WORK TO COMPLETE
Using the records below, find every line that includes "ChannelKind" and copy it.

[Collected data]
__________

//! Language-model collaborator interface.

use std::sync::Arc;

use async_trait::async_trait;

use crate::error::CompletionResult;

/// Generates a reply for a piece of user text.
#[async_trait]
pub trait Completion: Send + Sync + 'static {
    /// Returns generated text for `prompt`, steered by the `system` instruction.
    async fn complete(&self, system: &str, prompt: &str) -> CompletionResult<String>;
}

/// A shared completion trait object.
pub type BoxedCompletion = Arc<dyn Completion>;
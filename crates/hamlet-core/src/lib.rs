//! # Hamlet Core
//!
//! Collaborator interfaces for the Hamlet chat-bot gateway client.
//!
//! Hamlet treats the messaging platform and the language model as external
//! collaborators reached through narrow traits. This crate defines those
//! traits and the values that cross them:
//!
//! - **Events**: [`GatewayEvent`] and its trigger names
//! - **Interactions**: slash-command invocations ([`Interaction`], [`Reply`])
//! - **Messages**: inbound chat messages ([`IncomingMessage`], [`ChannelKind`])
//! - **Platform**: the adapter contract ([`Platform`], [`EventSink`])
//! - **Completion**: the language-model contract ([`Completion`])
//!
//! ```text
//! ┌─────────────┐  GatewayEvent  ┌──────────┐      ┌──────────────┐
//! │  Platform   │───────────────▶│ EventBus │─────▶│   Handlers   │
//! │  (Discord)  │◀───────────────│ (runtime)│      │ (plugins)    │
//! └─────────────┘ reply / send   └──────────┘      └──────┬───────┘
//!                                                         │ complete
//!                                                  ┌──────▼───────┐
//!                                                  │  Completion  │
//!                                                  └──────────────┘
//! ```

pub mod command;
pub mod completion;
pub mod error;
pub mod event;
pub mod interaction;
pub mod message;
pub mod platform;

pub use command::CommandData;
pub use completion::{BoxedCompletion, Completion};
pub use error::{
    ApiError, ApiResult, BoxError, CompletionError, CompletionResult, PlatformError,
    PlatformResult,
};
pub use event::{BotIdentity, GatewayEvent, triggers};
pub use interaction::{BoxedInteraction, Interaction, Reply};
pub use message::{BoxedMessage, ChannelKind, IncomingMessage};
pub use platform::{BoxedPlatform, EventSink, Platform};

__________

PROBLEM SOLUTION
//! - **Messages**: inbound chat messages ([`IncomingMessage`], [`ChannelKind`])
pub use message::{BoxedMessage, ChannelKind, IncomingMessage};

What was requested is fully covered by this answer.